Генеральный секретарь склонил голову набок, на мгновение уподобившись огромному и очень старому филину. Он покрутил трубку в руках, словно размышляя, не закурить ли. Положил ее в нагрудный карман и только после этого уточнил:
— Будете продолжать?
— Да, — отчеканил Шетцинг. — И поэтому я здесь, — он коротким жестом обвел комнату. — Прилетел на самолете, чтобы задать тебе личный вопрос. Вы с нами?
— Рудольф… — с неопределенным выражением вымолвил Сталин. Ему вспомнилась другая встреча, в совершенно ином месте, двадцать лет назад, когда относительно молодой немецкий политик впервые встретился с уже не молодым русским политиком. Тогда они впервые обратились друг к другу по имени и на 'ты'. Это не было признаком дружбы, будущие вожди не могли позволить себе такой роскоши. Скорее признаком родства душ, возможности быть чуть более откровенными в решении важнейших вопросов.
— Возможно, я стал слишком старым… — вдруг задумчиво проговорил после долгой паузы Сталин. — Возможно, я уже чего-то не понимаю…
Шетцинг не проронил ни слова, терпеливо выжидая.
Генеральный секретарь неспешно встал из-за стола, прошелся взад-вперед и продолжил размышление вслух:
— Вы настояли на раздувании большого пожара европейской войны. Мы всегда опасались этого, но все же поддержали вас. Это оказалось правильным решением. Наши недружелюбные соседи — Малая Антанта и прочие… Немало крови пролилось на границах, и за их действиями всегда стояла тень Англии или Франции.
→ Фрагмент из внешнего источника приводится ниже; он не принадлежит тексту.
//! Firestore REST client implementing `DocumentStore`.

pub mod value;

use anyhow::Result;
use async_trait::async_trait;
use reqwest::{Client, RequestBuilder, StatusCode};
use serde::Deserialize;
use serde_json::{json, Map, Value};

use crate::error::RemoteResult;
use crate::http::{build_client, ResponseExt};
use crate::session::SessionHandle;
use crate::traits::DocumentStore;

const FIRESTORE_API: &str = "https://firestore.googleapis.com/v1";
const PAGE_SIZE: &str = "300";

/// Firestore document as returned by the REST API
#[derive(Debug, Deserialize)]
struct FirestoreDocument {
    name: String,
    #[serde(default)]
    fields: Map<String, Value>,
}

#[derive(Debug, Deserialize)]
#[serde(rename_all = "camelCase")]
struct ListDocumentsResponse {
    #[serde(default)]
    documents: Vec<FirestoreDocument>,
    next_page_token: Option<String>,
}

/// Document store backed by a Firestore project's default database
pub struct FirestoreClient {
    client: Client,
    /// `.../projects/<id>/databases/(default)/documents`
    documents_url: String,
    session: SessionHandle,
}

impl FirestoreClient {
    /// Create a client for a project, authenticating with the shared session
    ///
    /// # Errors
    /// Returns an error if the HTTP client cannot be created
    pub fn new(project_id: &str, session: SessionHandle) -> Result<Self> {
        Self::with_base_url(
            &format!("{FIRESTORE_API}/projects/{project_id}/databases/(default)/documents"),
            session,
        )
    }

    /// Create a client against an explicit documents root (emulators, tests)
    ///
    /// # Errors
    /// Returns an error if the HTTP client cannot be created
    pub fn with_base_url(documents_url: &str, session: SessionHandle) -> Result<Self> {
        Ok(Self {
            client: build_client()?,
            documents_url: documents_url.trim_end_matches('/').to_string(),
            session,
        })
    }

    fn url(&self, path: &str) -> String {
        format!("{}/{}", self.documents_url, path.trim_matches('/'))
    }

    fn authorized(&self, request: RequestBuilder) -> RequestBuilder {
        match self.session.current() {
            Some(session) => request.bearer_auth(session.id_token),
            None => request,
        }
    }

    /// Last path segment of a full document name
    fn document_id(name: &str) -> String {
        name.rsplit('/').next().unwrap_or(name).to_string()
    }
}

#[async_trait]
impl DocumentStore for FirestoreClient {
    async fn get_document(&self, path: &str) -> RemoteResult<Option<Value>> {
        let response = self
            .authorized(self.client.get(self.url(path)))
            .send()
            .await?;

        if response.status() == StatusCode::NOT_FOUND {
            return Ok(None);
        }

        let document: FirestoreDocument = response
            .ensure_success("Firestore")
            .await?
            .json()
            .await?;

        value::decode_fields(&document.fields).map(Some)
    }

    async fn set_document(&self, path: &str, fields: &Value) -> RemoteResult<()> {
        let body = json!({ "fields": value::encode_fields(fields)? });

        self.authorized(self.client.patch(self.url(path)))
            .json(&body)
            .send()
            .await?
            .ensure_success("Firestore")
            .await?;

        log::debug!("Wrote document {path}");
        Ok(())
    }

    async fn delete_document(&self, path: &str) -> RemoteResult<()> {
        let response = self
            .authorized(self.client.delete(self.url(path)))
            .send()
            .await?;

        if response.status() != StatusCode::NOT_FOUND {
            response.ensure_success("Firestore").await?;
        }
        Ok(())
    }

    async fn list_documents(&self, collection: &str) -> RemoteResult<Vec<(String, Value)>> {
        let mut documents = Vec::new();
        let mut page_token: Option<String> = None;

        loop {
            let mut request = self
                .client
                .get(self.url(collection))
                .query(&[("pageSize", PAGE_SIZE)]);
            if let Some(token) = &page_token {
                request = request.query(&[("pageToken", token.as_str())]);
            }

            let page: ListDocumentsResponse = self
                .authorized(request)
                .send()
                .await?
                .ensure_success("Firestore")
                .await?
                .json()
                .await?;

            for document in page.documents {
                match value::decode_fields(&document.fields) {
                    Ok(fields) => documents.push((Self::document_id(&document.name), fields)),
                    Err(e) => log::warn!("Skipping undecodable document {}: {e}", document.name),
                }
            }

            match page.next_page_token {
                Some(token) if !token.is_empty() => page_token = Some(token),
                _ => break,
            }
        }

        log::debug!("Listed {} documents under {collection}", documents.len());
        Ok(documents)
    }
}

#[cfg(test)]
mod tests {
    use super::*;
    use crate::error::RemoteError;
    use crate::test_server::{spawn_server, CannedResponse};

    #[test]
    fn test_document_id_from_name() {
        assert_eq!(
            FirestoreClient::document_id(
                "projects/p/databases/(default)/documents/users/u1/habits/h9"
            ),
            "h9"
        );
    }

    #[test]
    fn test_url_joins_paths() {
        let client =
            FirestoreClient::with_base_url("http://localhost:8080/docs/", SessionHandle::default())
                .unwrap();
        assert_eq!(
            client.url("/users/u1/habits"),
            "http://localhost:8080/docs/users/u1/habits"
        );
    }

    #[tokio::test]
    async fn test_list_documents_follows_page_tokens() {
        let base = spawn_server(vec![
            CannedResponse::json(
                200,
                r#"{"documents":[{"name":"x/users/u1/habits/h1","fields":{"name":{"stringValue":"Read"}}}],"nextPageToken":"p2"}"#,
            ),
            CannedResponse::json(
                200,
                r#"{"documents":[{"name":"x/users/u1/habits/h2","fields":{"streak":{"integerValue":"2"}}}]}"#,
            ),
        ])
        .await;
        let client = FirestoreClient::with_base_url(&base, SessionHandle::default()).unwrap();

        let documents = client.list_documents("users/u1/habits").await.unwrap();

        assert_eq!(documents.len(), 2);
        assert_eq!(documents[0].0, "h1");
        assert_eq!(documents[0].1["name"], "Read");
        assert_eq!(documents[1].0, "h2");
        assert_eq!(documents[1].1["streak"], 2);
    }

    #[tokio::test]
    async fn test_list_documents_skips_undecodable_document() {
        let base = spawn_server(vec![CannedResponse::json(
            200,
            r#"{"documents":[
                {"name":"x/users/u1/habits/bad","fields":{"streak":{"integerValue":"many"}}},
                {"name":"x/users/u1/habits/h1","fields":{"name":{"stringValue":"Read"}}}
            ]}"#,
        )])
        .await;
        let client = FirestoreClient::with_base_url(&base, SessionHandle::default()).unwrap();

        let documents = client.list_documents("users/u1/habits").await.unwrap();

        assert_eq!(documents.len(), 1);
        assert_eq!(documents[0].0, "h1");
    }

    #[tokio::test]
    async fn test_get_missing_document_is_none() {
        let base = spawn_server(vec![CannedResponse::json(404, r#"{"error":{}}"#)]).await;
        let client = FirestoreClient::with_base_url(&base, SessionHandle::default()).unwrap();

        assert_eq!(client.get_document("users/nobody").await, Ok(None));
    }

    #[tokio::test]
    async fn test_permission_denied_maps_to_forbidden() {
        let base = spawn_server(vec![CannedResponse::json(403, r#"{"error":{}}"#)]).await;
        let client = FirestoreClient::with_base_url(&base, SessionHandle::default()).unwrap();

        assert_eq!(
            client.list_documents("users/u1/habits").await,
            Err(RemoteError::Forbidden)
        );
    }

    #[tokio::test]
    async fn test_unreachable_host_is_no_internet() {
        let client =
            FirestoreClient::with_base_url("http://127.0.0.1:9/docs", SessionHandle::default())
                .unwrap();

        assert_eq!(
            client.set_document("users/u1", &json!({"name": "x"})).await,
            Err(RemoteError::NoInternet)
        );
    }
}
Или их обеих. Мы, наконец, смогли научить их … сдержанности.
— Это общеизвестно, — с отчетливо выраженной ноткой недовольства отозвался Шетцинг, но Сталин будто и не услышал. Он продолжал ходить и размышлять вслух с обманчивым добродушием.
— Казалось бы, самое время остановиться. Но вы решили эксплуатировать успех до конца и … затопить Британию окончательно. Мы снова вас поддержали. Но теперь обстановка слишком изменилась. Это решение уже не правильное. Аврал хорош, когда он решает одну проблему. Но индустриализация показала нам, что аврал не может быть нормой жизни.
Немец нахмурился, вспоминая, что такое 'аврал'. Вспомнил быстро, но выражение неудовольствия так и не покинуло бледного лица.